Wednesday, November 25, 2009
General Motors could close Saab next week
The latest word from General Motors Corp. in Detroit is that it could close its Saab Automobile subsidiary next week if it cannot find a new buyer after a reported deal to sell the legendary company collapsed. The troubled U.S. automaker said today that its board would meet next week to decide the fate of the 70-year-old Swedish automaker, which it bought in two parts in 1990 and 2000, according to the New York Times. GM could be forced to close the 4,000-employee company because Swedish exotic car maker Koenigsegg unexpectedly pulled out of the deal Tuesday.
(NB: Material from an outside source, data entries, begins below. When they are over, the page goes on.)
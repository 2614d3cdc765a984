//! The native session every entity is created against

use std::sync::Arc;

use crate::binding::{Handle, SessionKind};
use crate::error::Result;
use crate::native::{NativeLibrary, RawRef};

/// Shared owner of the native library and its session handle.
///
/// Entities keep a clone, so the session outlives every handle made from it.
#[derive(Clone, Debug)]
pub struct Session {
    handle: Arc<Handle<SessionKind>>,
}

impl Session {
    pub fn new(native: Arc<dyn NativeLibrary>) -> Result<Self> {
        let handle = Handle::acquire(&native, |native| native.session_create())?;
        tracing::info!(raw = %handle.raw(), "native session created");
        Ok(Self {
            handle: Arc::new(handle),
        })
    }

    pub fn native(&self) -> &Arc<dyn NativeLibrary> {
        self.handle.native()
    }

    pub(crate) fn raw(&self) -> RawRef {
        self.handle.raw()
    }
}
//! Search construction, loading and pagination against the in-memory backend

use std::sync::Arc;
use std::time::Duration;

use hallon::binding::{to_link, LoadState, Loadable, Linkable};
use hallon::model::{ResultKind, Search, SearchParameters, DEFAULT_SEARCH_PARAMETERS};
use hallon::native::memory::MemoryCatalog;
use hallon::native::{
    AlbumRecord, CallbackToken, Engine, ErrorCode, NativeLibrary, RawRef, SearchType, TrackRecord,
};
use hallon::{HallonError, Session};

const TIMEOUT: Option<Duration> = Some(Duration::from_secs(5));

fn riffs(count: usize) -> MemoryCatalog {
    let album = AlbumRecord {
        id: "riffalbum".to_string(),
        name: "Riffs Collected".to_string(),
        year: Some(2001),
        artist: None,
    };
    (0..count).fold(MemoryCatalog::new().with_album(album.clone()), |catalog, n| {
        catalog.with_track(TrackRecord {
            id: format!("riff{}", n),
            name: format!("Riff {}", n),
            duration_ms: 200_000 + n as u32,
            album: Some(album.clone()),
        })
    })
}

fn setup(catalog: MemoryCatalog) -> (Arc<Engine>, Session) {
    let engine = Engine::start(catalog).unwrap();
    let session = Session::new(engine.clone()).unwrap();
    (engine, session)
}

fn tracks_window(tracks: i64) -> SearchParameters {
    SearchParameters {
        tracks,
        ..DEFAULT_SEARCH_PARAMETERS
    }
}

#[tokio::test]
async fn test_search_loads_with_ok_status() {
    let (_engine, session) = setup(MemoryCatalog::demo());

    let search = Search::new(&session, "pantera", DEFAULT_SEARCH_PARAMETERS).unwrap();
    let search = search.load(TIMEOUT).await.unwrap();

    assert!(search.is_loaded());
    assert_eq!(search.load_state(), LoadState::Loaded);
    assert_eq!(search.status(), ErrorCode::Ok);
    assert_eq!(search.query().await.unwrap(), "pantera");
    assert_eq!(search.artists().size(), 2);
    assert_eq!(search.tracks().size(), 0);

    let names: Vec<String> = {
        let mut names = Vec::new();
        for artist in search.artists().iter().flatten() {
            names.push(artist.name().await.unwrap());
        }
        names
    };
    assert_eq!(names, vec!["Pantera".to_string(), "Pantera Negra".to_string()]);
}

#[tokio::test]
async fn test_track_window_and_next_page() {
    let (_engine, session) = setup(riffs(17));

    let first = Search::new(&session, "riff", tracks_window(10))
        .unwrap()
        .load(TIMEOUT)
        .await
        .unwrap();
    assert_eq!(first.tracks().size(), 10);
    assert_eq!(first.tracks().total(), 17);
    assert!(first.tracks().has_more());

    let next = Search::new(
        &session,
        "riff",
        tracks_window(10).with_offset(ResultKind::Tracks, 10),
    )
    .unwrap()
    .load(TIMEOUT)
    .await
    .unwrap();
    assert_eq!(next.tracks().size(), 7);
    assert_eq!(next.tracks().total(), 17);
    assert!(!next.tracks().has_more());

    let track = next.tracks().get(0).unwrap().unwrap();
    assert_eq!(track.name().await.unwrap(), "Riff 10");
    assert_eq!(track.duration().await.unwrap(), Duration::from_millis(200_010));
    assert_eq!(track.status(), ErrorCode::Ok);
    let album = track.album().unwrap();
    assert_eq!(album.name().await.unwrap(), "Riffs Collected");
}

#[tokio::test]
async fn test_paging_tracks_until_last_window() {
    let (_engine, session) = setup(riffs(17));

    let mut names = Vec::new();
    let mut windows = 0;
    let mut offset = 0;
    loop {
        let search = Search::new(
            &session,
            "riff",
            tracks_window(10).with_offset(ResultKind::Tracks, offset),
        )
        .unwrap()
        .load(TIMEOUT)
        .await
        .unwrap();
        let tracks = search.tracks();
        assert_eq!(tracks.offset(), offset as usize);
        windows += 1;
        for track in tracks.iter().flatten() {
            names.push(track.name().await.unwrap());
        }
        if !tracks.has_more() {
            break;
        }
        offset += tracks.size() as i64;
    }

    assert_eq!(windows, 2);
    assert_eq!(names.len(), 17);
    assert_eq!(names.first().map(String::as_str), Some("Riff 0"));
    assert_eq!(names.last().map(String::as_str), Some("Riff 16"));

    let past_end = Search::new(
        &session,
        "riff",
        tracks_window(10).with_offset(ResultKind::Tracks, 17),
    )
    .unwrap()
    .load(TIMEOUT)
    .await
    .unwrap();
    assert_eq!(past_end.parameters().offset(ResultKind::Tracks), 17);
    assert!(past_end.tracks().is_empty());
    assert_eq!(past_end.tracks().total(), 17);
    assert!(!past_end.tracks().has_more());
}

#[tokio::test]
async fn test_search_rejects_identifier_of_another_kind() {
    let (engine, session) = setup(MemoryCatalog::demo());
    let baseline = engine.live_objects();

    let result = Search::new(
        &session,
        "spotify:artist:1Fmb52lZ6Jv7FMWXXTPO3K",
        DEFAULT_SEARCH_PARAMETERS,
    );

    assert!(matches!(
        result,
        Err(HallonError::InvalidIdentifier { expected: "search", .. })
    ));
    assert_eq!(engine.live_objects(), baseline);
}

#[tokio::test]
async fn test_index_out_of_range_and_consistent_items() {
    let (_engine, session) = setup(riffs(3));

    let search = Search::new(&session, "riff", DEFAULT_SEARCH_PARAMETERS)
        .unwrap()
        .load(TIMEOUT)
        .await
        .unwrap();
    let tracks = search.tracks();

    assert_eq!(
        tracks.get(3).unwrap_err(),
        HallonError::IndexOutOfRange { index: 3, size: 3 }
    );

    let once = tracks.get(1).unwrap().unwrap();
    let twice = tracks.get(1).unwrap().unwrap();
    assert_eq!(once.raw(), twice.raw());
    assert_eq!(to_link(&once).unwrap(), to_link(&twice).unwrap());
}

#[tokio::test]
async fn test_concurrent_searches_are_isolated() {
    let catalog = MemoryCatalog::demo().with_latency(Duration::from_millis(20));
    let (_engine, session) = setup(catalog);

    let metal = Search::new(&session, "metallica", DEFAULT_SEARCH_PARAMETERS).unwrap();
    let walk = Search::new(&session, "walk", DEFAULT_SEARCH_PARAMETERS).unwrap();
    let (metal, walk) = tokio::join!(metal.load(TIMEOUT), walk.load(TIMEOUT));
    let (metal, walk) = (metal.unwrap(), walk.unwrap());

    assert_eq!(metal.artists().size(), 1);
    assert_eq!(metal.tracks().size(), 0);
    assert_eq!(walk.artists().size(), 0);
    assert_eq!(walk.tracks().size(), 1);
    assert_eq!(metal.query().await.unwrap(), "metallica");
    assert_eq!(walk.query().await.unwrap(), "walk");
}

fn songs(count: usize) -> MemoryCatalog {
    (0..count).fold(MemoryCatalog::new(), |catalog, n| {
        catalog.with_track(TrackRecord {
            id: format!("song{:03}", n),
            name: format!("Song {:03}", n),
            duration_ms: 180_000,
            album: None,
        })
    })
}

#[tokio::test(flavor = "multi_thread", worker_threads = 4)]
async fn test_searches_across_worker_threads_are_isolated() {
    let catalog = songs(64).with_latency(Duration::from_millis(5));
    let (engine, session) = setup(catalog);
    let baseline = engine.live_objects();

    let tasks: Vec<_> = (0..64)
        .map(|n| {
            let session = session.clone();
            tokio::spawn(async move {
                let query = format!("song {:03}", n);
                let search = Search::new(&session, &query, DEFAULT_SEARCH_PARAMETERS)
                    .unwrap()
                    .load(TIMEOUT)
                    .await
                    .unwrap();
                assert_eq!(search.query().await.unwrap(), query);
                assert_eq!(search.tracks().size(), 1);
                let track = search.tracks().get(0).unwrap().unwrap();
                assert_eq!(track.name().await.unwrap(), format!("Song {:03}", n));
            })
        })
        .collect();
    for task in tasks {
        task.await.unwrap();
    }

    assert_eq!(engine.live_objects(), baseline);
}

#[tokio::test]
async fn test_stalled_search_times_out_and_stays_loading() {
    let (engine, session) = setup(MemoryCatalog::demo().with_stalled_query("silence"));
    let baseline = engine.live_objects();

    let search = Search::new(&session, "silence", DEFAULT_SEARCH_PARAMETERS).unwrap();
    let limit = Duration::from_millis(50);
    let result = hallon::binding::wait_until_loaded(&search, Some(limit)).await;

    assert_eq!(result, Err(HallonError::Timeout(limit)));
    assert_eq!(search.load_state(), LoadState::Loading);
    assert!(!search.is_loaded());
    assert_eq!(search.status(), ErrorCode::IsLoading);

    drop(search);
    assert_eq!(engine.live_objects(), baseline);
}

#[tokio::test]
async fn test_failing_search_is_loaded_with_error_status() {
    let catalog = MemoryCatalog::demo().with_failing_query("throttled", ErrorCode::RateLimited);
    let (_engine, session) = setup(catalog);

    let search = Search::new(&session, "throttled", DEFAULT_SEARCH_PARAMETERS)
        .unwrap()
        .load(TIMEOUT)
        .await
        .unwrap();

    assert_eq!(search.load_state(), LoadState::Loaded);
    assert_eq!(search.status(), ErrorCode::RateLimited);
    assert_eq!(search.artists().size(), 0);
}

#[tokio::test]
async fn test_suggest_search_offers_did_you_mean() {
    let (_engine, session) = setup(MemoryCatalog::demo());
    let parameters = SearchParameters {
        search_type: SearchType::Suggest,
        ..DEFAULT_SEARCH_PARAMETERS
    };

    let search = Search::new(&session, "metal", parameters).unwrap();
    assert_eq!(search.did_you_mean().await.unwrap(), "Metallica");
}

#[tokio::test]
async fn test_dropping_entities_releases_native_objects() {
    let (engine, session) = setup(MemoryCatalog::demo());
    let baseline = engine.live_objects();

    {
        let search = Search::new(&session, "master", DEFAULT_SEARCH_PARAMETERS)
            .unwrap()
            .load(TIMEOUT)
            .await
            .unwrap();
        let tracks: Vec<_> = search.tracks().iter().flatten().collect();
        let albums: Vec<_> = search.albums().iter().flatten().collect();
        let playlists: Vec<_> = search.playlists().iter().flatten().collect();
        assert_eq!(tracks.len(), 1);
        assert_eq!(albums.len(), 1);
        assert!(playlists.is_empty());
        assert!(engine.live_objects() > baseline);
    }

    assert_eq!(engine.live_objects(), baseline);
}

#[tokio::test]
async fn test_playlist_collections() {
    let (_engine, session) = setup(MemoryCatalog::demo());

    let search = Search::new(&session, "thrash", DEFAULT_SEARCH_PARAMETERS)
        .unwrap()
        .load(TIMEOUT)
        .await
        .unwrap();

    assert_eq!(search.playlist_names().size(), 1);
    assert_eq!(
        search.playlist_names().get(0).unwrap().as_deref(),
        Some("Thrash Metal Classics")
    );
    assert_eq!(
        search.playlist_uris().get(0).unwrap().as_deref(),
        Some("spotify:playlist:37i9dQZF1DX9qNs32fujYe")
    );
    assert_eq!(
        search.playlist_image_uris().get(0).unwrap().as_deref(),
        Some("spotify:image:ab67706f00000003")
    );

    let playlist = search.playlists().get(0).unwrap().unwrap();
    assert_eq!(playlist.name().await.unwrap(), "Thrash Metal Classics");
    assert_eq!(playlist.owner().await.unwrap(), "spotify");
    let image = search.playlist_images().get(0).unwrap().unwrap();
    assert_eq!(
        to_link(&image).unwrap().as_str(),
        "spotify:image:ab67706f00000003"
    );
}

fn ignore_completion(_raw: Option<RawRef>, _token: CallbackToken) {}

#[tokio::test]
async fn test_adopted_search_polls_until_loaded() {
    let (engine, session) = setup(MemoryCatalog::demo());
    let native_session = engine.session_create().unwrap();
    let raw = engine
        .search_create(
            native_session,
            "walk",
            0,
            5,
            0,
            5,
            0,
            5,
            0,
            5,
            SearchType::Standard,
            ignore_completion,
            CallbackToken::from_raw(0),
        )
        .unwrap();

    let search = Search::adopt(&session, raw).load(TIMEOUT).await.unwrap();
    assert_eq!(search.status(), ErrorCode::Ok);
    assert_eq!(search.tracks().size(), 1);

    drop(search);
    engine.session_release(native_session);
}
Koenigsegg issued a statement blaming the collapse on GM taking too long to close the deal. “The time factor has always been critical for our strategy to breathe new life into the company,” Koenigsegg said. “Unfortunately, delays in closing this acquisition have resulted in risks and uncertainties that prevent us from successfully implementing the new Saab business plan.” GM appeared surprised by Koeinsgegg's decision, Reuters said. “We negotiated in good faith and we met all our timing obligations under the agreement,” said a G.M. spokeswoman, Renee Rashid-Merem. GM chief executive Fritz Henderson said he was "very disappointed" by the failure of the Saab deal. But Henderson should not have been surprised. It is the third time in the past two months that a GM brand sale was scuttled at the last minute. Its proposed sale of its Saturn brand to Penske Automotive Group collapsed just before it was final in September, and GM pulled out of a deal to sell its Opel operations in Europe last month. GM is being forced to sell off some of its parts as it reorganizes under bankruptcy court protection.